Empire, after all, is not a new idea—Trump’s version is simply to be much more publicly embraced, indeed celebrated.
It started a few days before Christmas, less than a month before he would be sworn in as president. In a Phoenix speech and later in social media holiday greetings, Trump named the presents he was hoping for: Canada, Greenland, and the Panama Canal. (Soon he would add the Gulf of America and Denali, the “Tall One” in the local Indigenous language, now to be called Mt. McKinley once again, as it was before Biden officially recognized the name that the Koyukon people have called it for centuries.)
While old and new forms of colonialism are a longstanding part of U.S. history, the public pronouncement of a plan not only to carry the U.S. flag to new horizons, but actually to “expand our territory” is new for the 21st century.
As is so often the case with Trump, inconvenient facts—that Canada had no interest in becoming the 51st state, Greenland was not for sale, and the Panama Canal belonged to, well, Panama—had no bearing on his holiday wish list. And for a while it seemed that even in the context of his extremist plans (not to mention the Heritage Foundation’s 900-page opus of implementation instructions for those plans), Trump’s global aspirations seemed just a bit too far over the top to have to take them seriously.

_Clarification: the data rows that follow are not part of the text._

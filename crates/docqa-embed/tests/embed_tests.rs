use std::num::NonZeroUsize;
use std::sync::atomic::{AtomicUsize, Ordering};
use std::sync::Arc;

use docqa_core::config::{EmbeddingProvider, EmbeddingSettings};
use docqa_core::traits::Embedder;
use docqa_embed::{embedder_from_settings, CachedEmbedder, HashedEmbedder};

#[test]
fn hashed_embedder_shapes_and_determinism() {
    let settings = EmbeddingSettings { provider: EmbeddingProvider::Hashed, dim: 1024, cache_capacity: 0, ..EmbeddingSettings::default() };
    let embedder = embedder_from_settings(&settings).expect("embedder");
    let texts = vec!["hello world".to_string(), "hello world".to_string()];
    let embs = embedder.embed_batch(&texts).expect("embed_batch");
    let (v1, v2) = (&embs[0], &embs[1]);

    assert_eq!(v1.len(), 1024, "embedding dim is 1024");
    let norm: f32 = v1.iter().map(|x| x * x).sum::<f32>().sqrt();
    assert!((norm - 1.0).abs() <= 1e-3, "vector is L2-normalized (norm={norm})");
    for (a, b) in v1.iter().zip(v2.iter()) { assert!((a - b).abs() <= 1e-6); }
}

struct CountingEmbedder { inner: HashedEmbedder, calls: AtomicUsize }

impl Embedder for CountingEmbedder {
    fn id(&self) -> &str { self.inner.id() }
    fn dim(&self) -> usize { self.inner.dim() }
    fn max_len(&self) -> usize { self.inner.max_len() }
    fn embed_batch(&self, texts: &[String]) -> anyhow::Result<Vec<Vec<f32>>> {
        self.calls.fetch_add(texts.len(), Ordering::SeqCst);
        self.inner.embed_batch(texts)
    }
}

#[test]
fn cache_serves_repeated_texts() {
    let counting = Arc::new(CountingEmbedder { inner: HashedEmbedder::new(64, 256), calls: AtomicUsize::new(0) });
    let cached = CachedEmbedder::new(counting.clone(), NonZeroUsize::new(16).unwrap());

    let first = cached.embed("What is in chapter 3?").unwrap();
    let batch = cached.embed_batch(&["What is in chapter 3?".to_string(), "Another question".to_string()]).unwrap();

    assert_eq!(batch[0], first);
    assert_eq!(batch.len(), 2);
    assert_eq!(counting.calls.load(Ordering::SeqCst), 2, "only the new text reaches the model");
    assert_eq!((cached.hits(), cached.misses()), (1, 2));
}

#[test]
fn cache_is_wrapped_by_default() {
    let embedder = embedder_from_settings(&EmbeddingSettings { dim: 128, ..EmbeddingSettings::default() }).unwrap();
    assert_eq!(embedder.id(), "hashed:d128");
    assert_eq!(embedder.dim(), 128);
}
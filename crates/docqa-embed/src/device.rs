use candle_core::Device;

/// Metal when built with the `metal` feature and available, else CPU.
/// `DOCQA_DEVICE=cpu` forces CPU.
pub fn select_device() -> Device {
    let force_cpu = std::env::var("DOCQA_DEVICE").is_ok_and(|v| v.eq_ignore_ascii_case("cpu"));
    #[cfg(feature = "metal")]
    if !force_cpu {
        match Device::new_metal(0) {
            Ok(dev) => {
                tracing::info!(device = "metal", "selected embedding device");
                return dev;
            }
            Err(e) => tracing::warn!(error = %e, "metal unavailable, using CPU"),
        }
    }
    tracing::info!(device = "cpu", forced = force_cpu, "selected embedding device");
    Device::Cpu
}
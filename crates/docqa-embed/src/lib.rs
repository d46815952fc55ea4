//! Embedding backends: BGE-M3 via candle, a deterministic hashed embedder,
//! and an LRU cache that wraps either.

use anyhow::Result;
use std::num::NonZeroUsize;
use std::sync::Arc;

use docqa_core::config::{EmbeddingProvider, EmbeddingSettings};
use docqa_core::traits::Embedder;

pub mod bge;
pub mod cache;
pub mod device;
pub mod hashed;
pub mod pool;
pub mod tokenize;

pub use bge::BgeM3Embedder;
pub use cache::CachedEmbedder;
pub use hashed::HashedEmbedder;

/// Build the configured embedder, wrapped in a cache unless
/// `cache_capacity` is 0.
pub fn embedder_from_settings(settings: &EmbeddingSettings) -> Result<Arc<dyn Embedder>> {
    let inner: Arc<dyn Embedder> = match settings.provider {
        EmbeddingProvider::Hashed => {
            tracing::info!(dim = settings.dim, "using hashed embedder");
            Arc::new(HashedEmbedder::new(settings.dim, settings.max_len))
        }
        EmbeddingProvider::BgeM3 => {
            let dir = bge::resolve_model_dir(settings.model_dir())?;
            Arc::new(BgeM3Embedder::load(&dir, settings.dim, settings.max_len)?)
        }
    };
    Ok(match NonZeroUsize::new(settings.cache_capacity) {
        Some(capacity) => Arc::new(CachedEmbedder::new(inner, capacity)),
        None => inner,
    })
}
use anyhow::{anyhow, Result};
use arrow_array::{Array, FixedSizeListArray, Float32Array, Int32Array, RecordBatch, RecordBatchIterator, StringArray};
use futures::TryStreamExt;
use lancedb::query::{ExecutableQuery, QueryBase};
use lancedb::{Connection, DistanceType, Table};
use std::path::Path;
use std::sync::Arc;

use docqa_core::traits::{VectorEntry, VectorMatch, VectorStore};
use docqa_core::types::{ChunkId, SessionId};

use crate::schema::{build_chunk_schema, vector_dim};
use crate::table::{chunks_filter, ensure_table, open_db, session_filter};

/// Persistent vector store backed by a single LanceDB table shared by all
/// sessions; every read and write is filtered by `session_id`.
pub struct LanceVectorStore { pub(crate) db: Connection, pub(crate) table_name: String, dim: usize }

impl LanceVectorStore {
	/// Open (creating if needed) `table_name` under `db_path`. An existing
	/// table whose vector width differs from `dim` is rejected.
	pub async fn open(db_path: &Path, table_name: &str, dim: usize) -> docqa_core::Result<Self> {
		let width = i32::try_from(dim).map_err(|_| docqa_core::Error::Configuration(format!("embedding.dim {dim} is too large")))?;
		let db = open_db(db_path.to_string_lossy().as_ref()).await.map_err(docqa_core::Error::store)?;
		ensure_table(&db, table_name, build_chunk_schema(width)).await.map_err(docqa_core::Error::store)?;
		let store = Self { db, table_name: table_name.to_string(), dim };
		let table = store.table().await.map_err(docqa_core::Error::store)?;
		let schema = table.schema().await.map_err(docqa_core::Error::store)?;
		match vector_dim(&schema) {
			Some(n) if n == width => {}
			Some(n) => return Err(docqa_core::Error::DimensionMismatch { expected: dim, actual: usize::try_from(n).unwrap_or(0) }),
			None => return Err(docqa_core::Error::Configuration(format!("table '{table_name}' has no vector column"))),
		}
		tracing::info!(path = %db_path.display(), table = table_name, dim, "opened LanceDB vector store");
		Ok(store)
	}

	async fn table(&self) -> Result<Table> {
		Ok(self.db.open_table(&self.table_name).execute().await?)
	}

	fn to_record_batch(&self, session_id: &str, entries: &[VectorEntry]) -> Result<RecordBatch> {
		let width = i32::try_from(self.dim)?;
		let schema = build_chunk_schema(width);
		let mut chunk_ids = Vec::with_capacity(entries.len());
		let mut document_ids = Vec::with_capacity(entries.len());
		let mut sequence = Vec::with_capacity(entries.len());
		let mut vectors: Vec<Option<Vec<Option<f32>>>> = Vec::with_capacity(entries.len());
		for e in entries {
			anyhow::ensure!(e.vector.len() == self.dim, "vector for {} has {} dims, store expects {}", e.chunk_id, e.vector.len(), self.dim);
			chunk_ids.push(e.chunk_id.clone());
			document_ids.push(e.document_id.clone());
			sequence.push(i32::try_from(e.sequence_index)?);
			vectors.push(Some(e.vector.iter().map(|&x| Some(x)).collect()));
		}
		let sessions = vec![session_id.to_string(); entries.len()];
		Ok(RecordBatch::try_new(schema, vec![
			Arc::new(StringArray::from(chunk_ids)),
			Arc::new(StringArray::from(sessions)),
			Arc::new(StringArray::from(document_ids)),
			Arc::new(Int32Array::from(sequence)),
			Arc::new(FixedSizeListArray::from_iter_primitive::<arrow_array::types::Float32Type, _, _>(vectors.into_iter(), width)),
		])?)
	}
}

#[async_trait::async_trait]
impl VectorStore for LanceVectorStore {
	fn dim(&self) -> usize { self.dim }

	async fn upsert(&self, session_id: &SessionId, entries: &[VectorEntry]) -> Result<()> {
		if entries.is_empty() { return Ok(()); }
		let batch = self.to_record_batch(session_id, entries)?;
		let schema = batch.schema();
		let reader = Box::new(RecordBatchIterator::new(vec![Ok(batch)].into_iter(), schema));
		let table = self.table().await?;
		let mut mi = table.merge_insert(&["session_id", "chunk_id"]);
		mi.when_matched_update_all(None).when_not_matched_insert_all();
		mi.execute(reader).await?;
		tracing::debug!(session = %session_id, rows = entries.len(), "upserted vectors");
		Ok(())
	}

	async fn query(&self, session_id: &SessionId, vector: &[f32], k: usize) -> Result<Vec<VectorMatch>> {
		anyhow::ensure!(vector.len() == self.dim, "query vector has {} dims, store expects {}", vector.len(), self.dim);
		if k == 0 { return Ok(Vec::new()); }
		let table = self.table().await?;
		let mut stream = table
			.vector_search(vector.to_vec())?
			.distance_type(DistanceType::Cosine)
			.only_if(session_filter(session_id))
			.limit(k)
			.execute()
			.await?;
		let mut hits = Vec::new();
		while let Some(batch) = stream.try_next().await? {
			let ids = batch.column_by_name("chunk_id").and_then(|c| c.as_any().downcast_ref::<StringArray>()).ok_or_else(|| anyhow!("chunk_id column missing"))?;
			let distances = batch.column_by_name("_distance").and_then(|c| c.as_any().downcast_ref::<Float32Array>()).ok_or_else(|| anyhow!("_distance column missing"))?;
			for i in 0..batch.num_rows() {
				let distance = if distances.is_null(i) { 1.0 } else { distances.value(i) };
				hits.push(VectorMatch { chunk_id: ids.value(i).to_string(), distance });
			}
		}
		hits.sort_by(|a, b| a.distance.total_cmp(&b.distance).then_with(|| a.chunk_id.cmp(&b.chunk_id)));
		hits.truncate(k);
		Ok(hits)
	}

	async fn delete(&self, session_id: &SessionId, chunk_ids: &[ChunkId]) -> Result<()> {
		if chunk_ids.is_empty() { return Ok(()); }
		self.table().await?.delete(&chunks_filter(session_id, chunk_ids)).await?;
		Ok(())
	}

	async fn delete_session(&self, session_id: &SessionId) -> Result<()> {
		self.table().await?.delete(&session_filter(session_id)).await?;
		tracing::info!(session = %session_id, "deleted session vectors");
		Ok(())
	}

	async fn count(&self, session_id: &SessionId) -> Result<usize> {
		Ok(self.table().await?.count_rows(Some(session_filter(session_id))).await?)
	}
}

The last time the Panama Canal was a U.S. electoral issue was almost 50 years ago, about three-quarters of a century after France began building the Canal in the 1880s. The U.S. had taken over the project in 1904, and the so-called “Canal Zone”—actually a piece of Panama’s own territory—remained a U.S. colony. Negotiations over ending U.S. control sputtered on and off for decades, and in 1976 Reagan tried to bolster his presidential campaign by loudly rejecting anything that smacked of “giving away” the canal. In language taken directly from the playbooks of far-right racist southern senators Strom Thurmond and Jesse Helms, Reagan thundered “we built it, we bought it, and we’re going to keep it.” It didn’t work. Treaties to end U.S. control of the Canal were signed a year later. And Reagan lost.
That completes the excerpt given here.